* **TASK DETAILS**: Repeat the whole listing below with nothing added or dropped.
##### EXERCISE MATERIALS
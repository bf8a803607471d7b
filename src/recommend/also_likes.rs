//! "Also likes": documents read by the readers of a seed document
//!
//! Two hops over the reader <-> document graph: seed -> its readers -> every
//! document each of them read. Each (reader, document) pair contributes one
//! co-read occurrence, so the seed itself always scores exactly the size of
//! its reader set.

use super::error::{AnalysisError, AnalysisResult};
use super::index::BipartiteIndex;
use crate::config::RecommendConfig;
use crate::event::{DocumentId, EventStore};
use crate::rank::CountTable;
use indexmap::IndexMap;
use tracing::debug;

/// Documents ranked by co-read count
pub type RankedList = CountTable<DocumentId>;

/// Rank every document co-read with `seed`, most shared readers first
///
/// An unknown seed, or one without readers, yields an empty list.
pub fn also_likes<S: EventStore + ?Sized>(
    store: &S,
    seed: &DocumentId,
    config: &RecommendConfig,
) -> AnalysisResult<RankedList> {
    let mut index = BipartiteIndex::new(store);
    let readers: Vec<_> = index.readers_of(seed)?.iter().cloned().collect();

    let mut counts: IndexMap<DocumentId, u64> = IndexMap::new();
    let mut occurrences = 0usize;

    for reader in &readers {
        let documents = index.documents_of(reader)?;

        if let Some(limit) = config.max_fan_out {
            if occurrences + documents.len() > limit {
                return Err(AnalysisError::FanOutExceeded {
                    seed: seed.clone(),
                    limit,
                });
            }
        }
        occurrences += documents.len();

        for document in documents {
            *counts.entry(document.clone()).or_insert(0) += 1;
        }
    }

    debug!(
        "also_likes({}): {} readers, {} co-read occurrences, {} documents",
        seed,
        readers.len(),
        occurrences,
        counts.len()
    );

    Ok(CountTable::from_counts(counts))
}

/// `also_likes` truncated to the configured `top_k`
pub fn top_k_also_likes<S: EventStore + ?Sized>(
    store: &S,
    seed: &DocumentId,
    config: &RecommendConfig,
) -> AnalysisResult<RankedList> {
    let mut ranked = also_likes(store, seed, config)?;
    ranked.truncate(config.top_k);
    Ok(ranked)
}
//! Graphviz DOT rendering of a recommendation graph

use super::graph::{GraphNode, RecommendationGraph};
use std::fmt::Write;

const HIGHLIGHT: &str = "green";

impl RecommendationGraph {
    /// Render as a left-to-right DOT digraph
    ///
    /// Documents are boxes, visitors ellipses, both labelled with the last
    /// four characters of their id. The seed document and the queried
    /// visitor (with its edges) are highlighted.
    pub fn to_dot(&self, name: &str) -> String {
        let mut out = String::new();
        // Writing into a String cannot fail
        let _ = writeln!(out, "digraph {} {{", quote(name));
        let _ = writeln!(out, "    rankdir=LR;");

        for node in &self.nodes {
            let (id, label, shape, color) = match node {
                GraphNode::Document { id, is_seed } => (
                    id.as_str(),
                    id.short(),
                    "box",
                    if *is_seed { HIGHLIGHT } else { "lightblue" },
                ),
                GraphNode::Visitor {
                    id,
                    is_queried_visitor,
                } => (
                    id.as_str(),
                    id.short(),
                    "ellipse",
                    if *is_queried_visitor { HIGHLIGHT } else { "lightpink" },
                ),
            };
            let _ = writeln!(
                out,
                "    {} [label={}, shape={}, style=filled, color={}];",
                quote(&node_key(node.is_document(), id)),
                quote(label),
                shape,
                color
            );
        }

        for edge in &self.edges {
            let color = if edge.is_queried_visitor { HIGHLIGHT } else { "black" };
            let _ = writeln!(
                out,
                "    {} -> {} [label=\"likes\", color={}];",
                quote(&node_key(false, edge.from_visitor_id.as_str())),
                quote(&node_key(true, edge.to_document_id.as_str())),
                color
            );
        }

        out.push_str("}\n");
        out
    }
}

// Documents and visitors live in separate id spaces; prefix so a visitor
// and a document sharing an id stay distinct nodes.
fn node_key(is_document: bool, id: &str) -> String {
    if is_document {
        format!("doc:{}", id)
    } else {
        format!("visitor:{}", id)
    }
}

fn quote(s: &str) -> String {
    format!("\"{}\"", s.replace('\\', "\\\\").replace('"', "\\\""))
}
##########
* **ANSWER SPACE**:
repository bf8a803607471d7b
filename src/recommend/also_likes.rs
//! "Also likes": documents read by the readers of a seed document
//!
//! Two hops over the reader <-> document graph: seed -> its readers -> every
//! document each of them read. Each (reader, document) pair contributes one
//! co-read occurrence, so the seed itself always scores exactly the size of
//! its reader set.

use super::error::{AnalysisError, AnalysisResult};
use super::index::BipartiteIndex;
use crate::config::RecommendConfig;
use crate::event::{DocumentId, EventStore};
use crate::rank::CountTable;
use indexmap::IndexMap;
use tracing::debug;

/// Documents ranked by co-read count
pub type RankedList = CountTable<DocumentId>;

/// Rank every document co-read with `seed`, most shared readers first
///
/// An unknown seed, or one without readers, yields an empty list.
pub fn also_likes<S: EventStore + ?Sized>(
    store: &S,
    seed: &DocumentId,
    config: &RecommendConfig,
) -> AnalysisResult<RankedList> {
    let mut index = BipartiteIndex::new(store);
    let readers: Vec<_> = index.readers_of(seed)?.iter().cloned().collect();

    let mut counts: IndexMap<DocumentId, u64> = IndexMap::new();
    let mut occurrences = 0usize;

    for reader in &readers {
        let documents = index.documents_of(reader)?;

        if let Some(limit) = config.max_fan_out {
            if occurrences + documents.len() > limit {
                return Err(AnalysisError::FanOutExceeded {
                    seed: seed.clone(),
                    limit,
                });
            }
        }
        occurrences += documents.len();

        for document in documents {
            *counts.entry(document.clone()).or_insert(0) += 1;
        }
    }

    debug!(
        "also_likes({}): {} readers, {} co-read occurrences, {} documents",
        seed,
        readers.len(),
        occurrences,
        counts.len()
    );

    Ok(CountTable::from_counts(counts))
}

/// `also_likes` truncated to the configured `top_k`
pub fn top_k_also_likes<S: EventStore + ?Sized>(
    store: &S,
    seed: &DocumentId,
    config: &RecommendConfig,
) -> AnalysisResult<RankedList> {
    let mut ranked = also_likes(store, seed, config)?;
    ranked.truncate(config.top_k);
    Ok(ranked)
}
//! Graphviz DOT rendering of a recommendation graph

use super::graph::{GraphNode, RecommendationGraph};
use std::fmt::Write;

const HIGHLIGHT: &str = "green";

impl RecommendationGraph {
    /// Render as a left-to-right DOT digraph
    ///
    /// Documents are boxes, visitors ellipses, both labelled with the last
    /// four characters of their id. The seed document and the queried
    /// visitor (with its edges) are highlighted.
    pub fn to_dot(&self, name: &str) -> String {
        let mut out = String::new();
        // Writing into a String cannot fail
        let _ = writeln!(out, "digraph {} {{", quote(name));
        let _ = writeln!(out, "    rankdir=LR;");

        for node in &self.nodes {
            let (id, label, shape, color) = match node {
                GraphNode::Document { id, is_seed } => (
                    id.as_str(),
                    id.short(),
                    "box",
                    if *is_seed { HIGHLIGHT } else { "lightblue" },
                ),
                GraphNode::Visitor {
                    id,
                    is_queried_visitor,
                } => (
                    id.as_str(),
                    id.short(),
                    "ellipse",
                    if *is_queried_visitor { HIGHLIGHT } else { "lightpink" },
                ),
            };
            let _ = writeln!(
                out,
                "    {} [label={}, shape={}, style=filled, color={}];",
                quote(&node_key(node.is_document(), id)),
                quote(label),
                shape,
                color
            );
        }

        for edge in &self.edges {
            let color = if edge.is_queried_visitor { HIGHLIGHT } else { "black" };
            let _ = writeln!(
                out,
                "    {} -> {} [label=\"likes\", color={}];",
                quote(&node_key(false, edge.from_visitor_id.as_str())),
                quote(&node_key(true, edge.to_document_id.as_str())),
                color
            );
        }

        out.push_str("}\n");
        out
    }
}

// Documents and visitors live in separate id spaces; prefix so a visitor
// and a document sharing an id stay distinct nodes.
fn node_key(is_document: bool, id: &str) -> String {
    if is_document {
        format!("doc:{}", id)
    } else {
        format!("visitor:{}", id)
    }
}

fn quote(s: &str) -> String {
    format!("\"{}\"", s.replace('\\', "\\\\").replace('"', "\\\""))
}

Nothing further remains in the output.